The EPA had planned to use a cement mixture to solidify, in the ground, the worst of the contaminated soil and then cover the property with a waterproof "cap" of dirt and special fabrics.
A phosphorus processing plant that operated for years on the property left the soil laden with heavy metals, phosphorus, radioactive elements and other chemicals potentially hazardous to health.
Now the EPA wants to change the plan. The agency still intends to cover the site with the water-tight cap. But when crews ran tests to see what would happen when the cement mix was combined with a small amount of the contaminated dirt, the mixture began bubbling, hazardous phosphine gas was produced, and the dirt caught on fire.
Phosphorus easily ignites when exposed to air, and the cement made the contaminated soil more reactive. Officials decided that solidifying the contaminated dirt wouldn't work; the resulting fires would endanger site workers and residents.
The new idea is to partly encircle the most heavily contaminated section of the property with a containment wall driven into the ground. The wall would extend from the surface of the ground to an underground clay layer that helps to protect the Floridan Aquifer.
The wall would be open on the side next to the Anclote River because, officials said, a closed wall "could potentially increase the downward vertical movement of groundwater and contaminants" to the aquifer.
Residents had lots of good questions about the approach, including whether leaving the wall open on the river side might increase contamination of the river (no, officials said), whether the underground wall method has been used anywhere else (130 sites, they said, though they didn't have a list) and what the wall would be made of (steel or plastic).
There is much to wonder about with this new approach. What would happen to the dirt and groundwater in the containment area if the water level of the river rose or fell dramatically?
The depth and thickness of the underground clay layer varies. How will officials know when they have driven the wall down far enough, but not so far that it pierces the clay layer?
How long would the wall last, how would it be checked, and who would replace it before it failed?

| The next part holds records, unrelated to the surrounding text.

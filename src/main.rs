use anyhow::Context;
use rask_log_bridge::app::{self, Config};

#[tokio::main]
async fn main() -> anyhow::Result<()> {
    let config = Config::load().context("Failed to load configuration")?;

    app::tracing::init_tracing(config.log_level, config.log_format);

    app::run(config, app::shutdown_signal())
        .await
        .context("rask-log-bridge failed")
}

What residents really want is for the EPA to dig up all of the contaminated dirt and haul it away. Officials were emphatic last week that residents will not get their wish. The contaminated dirt is too volatile to dig up and truck through communities, they said, and there is no "end user" who wants the toxic dirt.
Clearly, despite its Superfund designation, there will be no true "cleanup" at Stauffer.
The area may be stuck with the enormous contamination Stauffer left behind, but residents need to ask probing questions and demand answers until they are satisfied they have learned all they can about the EPA's new plan.